Day 25 – Favourite book you read in school
This has to be To Kill A Mocking Bird by Harper Lee. A book that leaves a very deep impression on most of its readers, I would think. It is a perfect story, making difficult subjects accessible to young readers without patronising or protecting.
It is just as good as an adult read – I was shocked that Matt was never made to read this at school and after much badgering, he picked up my copy. “It’s quite good, isn’t it?” he said, surprised. Yes, dear, it is.

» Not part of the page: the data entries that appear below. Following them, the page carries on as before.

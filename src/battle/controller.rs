use crate::battle::ai::Behavior;
use crate::battle::engine::{resolve_turn, TurnResolution};
use crate::battle::state::{
    ActionRejection, BattleCategory, BattleEnd, BattleEvent, BattleSession, EventBus, TurnPhase,
    TurnRng,
};
use crate::combatant::Combatant;
use crate::config::BattleConfig;
use crate::errors::{BattleError, BattleResult};
use crate::game_data::GameData;
use crate::player::{BattlePlayerRoster, PlayerAction};
use crate::progression::{perform_pending_evolutions, ItemUseOutcome, RewardCalculator, SkillBookOutcome};
use schema::{BossEntry, BossTier};
use serde::{Deserialize, Serialize};

/// What the overworld asks for when it triggers a fight.
#[derive(Debug, Clone)]
pub struct EncounterRequest {
    pub category: BattleCategory,
    /// Fight this combatant instead of drawing one.
    pub preset_enemy: Option<Combatant>,
    /// Level for a drawn wild enemy; the configured default otherwise.
    pub wild_level: Option<u32>,
}

impl EncounterRequest {
    pub fn wild() -> Self {
        Self {
            category: BattleCategory::Wild,
            preset_enemy: None,
            wild_level: None,
        }
    }

    pub fn mini_boss() -> Self {
        Self {
            category: BattleCategory::MiniBoss,
            preset_enemy: None,
            wild_level: None,
        }
    }

    pub fn stage_boss() -> Self {
        Self {
            category: BattleCategory::StageBoss,
            preset_enemy: None,
            wild_level: None,
        }
    }

    pub fn against(category: BattleCategory, enemy: Combatant) -> Self {
        Self {
            category,
            preset_enemy: Some(enemy),
            wild_level: None,
        }
    }
}

/// Final summary handed back once a battle is over.
#[derive(Serialize, Deserialize, Debug, Clone, PartialEq)]
pub struct BattleOutcome {
    pub result: BattleEnd,
    /// Experience granted to each living member.
    pub exp_gained: u64,
    pub leveled_up_roster: Vec<String>,
    pub evolution_messages: Vec<String>,
    pub loot_items: Vec<String>,
    pub currency_gained: u32,
    pub companion: Option<String>,
    pub stage_advanced: bool,
    pub stage_boss_unlocked: bool,
    pub map_refresh_requested: bool,
    pub shop_refresh_requested: bool,
    pub event_log: Vec<BattleEvent>,
}

impl BattleOutcome {
    fn new(result: BattleEnd) -> Self {
        Self {
            result,
            exp_gained: 0,
            leveled_up_roster: Vec::new(),
            evolution_messages: Vec::new(),
            loot_items: Vec::new(),
            currency_gained: 0,
            companion: None,
            stage_advanced: false,
            stage_boss_unlocked: false,
            map_refresh_requested: false,
            shop_refresh_requested: false,
            event_log: Vec::new(),
        }
    }
}
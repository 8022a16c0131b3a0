use crate::battle::state::{BattleEvent, EventBus, Side, TurnRng};
use crate::progression::MAX_LEVEL;
use crate::status_effects::{DelayedEffectKind, EffectTarget, StatusEffects};
use schema::{AttributeTag, BaseStats, EvolutionData, EvolutionMethod, GrowthCurve, SpeciesData};
use serde::{Deserialize, Serialize};
use std::collections::BTreeSet;

/// A combatant never knows more skills than this.
pub const MAX_MOVE_SLOTS: usize = 4;
pub const DEFAULT_MAX_SP: u32 = 100;

const DISADVANTAGE_MULTIPLIER: (f64, f64) = (1.8, 2.5);
const ADVANTAGE_MULTIPLIER: (f64, f64) = (0.2, 0.5);
const MOVE_RANDOM_FACTOR: (f64, f64) = (0.85, 1.0);

#[derive(Debug, Clone, Copy, PartialEq, Eq, Serialize, Deserialize)]
pub struct DerivedStats {
    pub max_hp: u32,
    pub attack: u32,
    pub defense: u32,
}

impl DerivedStats {
    /// maxHp = floor(base*2*L/100) + L + 10, attack/defense = floor(base*2*L/100) + 5
    pub fn calculate(base_stats: &BaseStats, level: u32) -> Self {
        Self {
            max_hp: base_stats.hp * 2 * level / 100 + level + 10,
            attack: base_stats.attack * 2 * level / 100 + 5,
            defense: base_stats.defense * 2 * level / 100 + 5,
        }
    }
}

/// Result of one `gain_experience` call.
#[derive(Debug, Clone, Default, PartialEq, Eq)]
pub struct ExperienceGain {
    pub leveled_up: bool,
    pub levels_gained: u32,
    pub evolution_messages: Vec<String>,
}

/// A creature instance: levelled stats, current HP/SP, battle status and
/// its move list.
#[derive(Debug, Clone, PartialEq, Serialize, Deserialize)]
pub struct Combatant {
    pub species_name: String,
    pub level: u32,
    /// Progress toward the next level.
    pub experience: u64,
    pub growth_curve: GrowthCurve,
    pub base_stats: BaseStats,
    stats: DerivedStats,
    hp: u32,
    sp: u32,
    max_sp: u32,
    sp_extended: bool,
    pub advantage_tags: BTreeSet<AttributeTag>,
    pub disadvantage_tags: BTreeSet<AttributeTag>,
    moves: Vec<String>,
    pub evolution: Option<EvolutionData>,
    pub status: StatusEffects,
    pub battle_turn_counter: u32,
    pub evolution_pending: bool,
    /// Once-per-battle skills already spent this battle.
    pub used_battle_unique: BTreeSet<String>,
}
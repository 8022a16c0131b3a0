use crewmon::battle::ai::GreedyAutopilot;
use crewmon::battle::controller::{BattleController, EncounterRequest};
use crewmon::battle::state::{BattleEvent, TurnRng};
use crewmon::config::BattleConfig;
use crewmon::game_data::GameData;
use crewmon::player::{BallType, BattlePlayerRoster};
use crewmon::species::SpeciesSummary;
use std::process::ExitCode;
use tracing_subscriber::EnvFilter;

const DEMO_SEED: u64 = 20_241_019;
const MAX_DEMO_TURNS: u32 = 100;

fn main() -> ExitCode {
    tracing_subscriber::fmt()
        .with_env_filter(
            EnvFilter::try_from_default_env().unwrap_or_else(|_| EnvFilter::new("crewmon=info")),
        )
        .with_target(false)
        .init();

    match run_demo() {
        Ok(()) => ExitCode::SUCCESS,
        Err(message) => {
            tracing::error!("{}", message);
            ExitCode::FAILURE
        }
    }
}

fn run_demo() -> Result<(), String> {
    let data = GameData::embedded().map_err(|e| format!("Error loading game data: {}", e))?;
    let config = BattleConfig::embedded().map_err(|e| format!("Error loading config: {}", e))?;

    let team = ["Intern", "Office Cat", "Night Owl"]
        .iter()
        .map(|name| data.species.create_combatant(name, 12))
        .collect::<Result<Vec<_>, _>>()
        .map_err(|e| format!("Error building demo team: {}", e))?;
    let lead = data
        .species
        .lookup(&team[0].species_name)
        .map_err(|e| format!("Error reading lead species: {}", e))?;
    println!("{}", SpeciesSummary(lead));

    let mut roster = BattlePlayerRoster::new("Demo", team);
    roster.add_balls(BallType::Normal, 3);

    let mut controller = BattleController::new(roster, data, config, TurnRng::from_seed(DEMO_SEED));
    let autopilot = GreedyAutopilot::new();

    for request in [EncounterRequest::wild(), EncounterRequest::mini_boss()] {
        controller
            .start_battle(request)
            .map_err(|e| format!("Error starting battle: {}", e))?;
        let outcome = controller
            .run_with_autopilot(&autopilot, MAX_DEMO_TURNS)
            .map_err(|e| format!("Battle failed: {}", e))?;

        match outcome {
            Some(outcome) => {
                for line in outcome.event_log.iter().filter_map(BattleEvent::format) {
                    println!("{}", line);
                }
                println!();
                println!(
                    "Result: {:?} | exp each: {} | loot: {:?} | currency: +{}",
                    outcome.result, outcome.exp_gained, outcome.loot_items, outcome.currency_gained
                );
                println!();
            }
            None => {
                println!("Battle still running after {} turns; stopping demo.", MAX_DEMO_TURNS);
                return Ok(());
            }
        }
    }

    let roster = controller.roster();
    println!("{}'s team:", roster.player_name);
    for member in roster.team() {
        println!(
            "  {} Lv.{} HP {}/{} SP {}",
            member.species_name,
            member.level,
            member.hp(),
            member.max_hp(),
            member.sp()
        );
    }
    Ok(())
}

Day 26 – Favourite nonfiction book
Tricky – there are lots of books I like to read that aren’t fiction – cook books by Leon, Nigella or Nigel, or text books (I’ve got a fondness for my old Ritter, Rang and Dale Pharmacology text book).
I’ve chosen this book as it’s nice to have something contemplative around and because it’s a book that I associate with good people I know both personally and as the progressive movement that has shaped British society. Quaker Faith and Practice is a religious book written for the Society of Friends by members of the Society of Friends.
The red book covers the procedures and practices of British Quakers, how Meetings are organised and so on, which is a bit dull if you’re not a Friend or at least a regular attender. So unless you have a particular interest in these things, I recommend heading to the chapter entitled Advices and Queries. It gives a strong insight into what drives Quakers individually and as a religious organisation.
I also like the chapter Faithful Lives which gives testament regarding Society members over the years and others that discuss caring for one another, relationships and so on. Anyway, if your curiosity has been pricked and you’d like some thought provoking reading, much of the book is available free online.
Day 27 – Favourite fiction book
This is the same as Day 1. Odd that.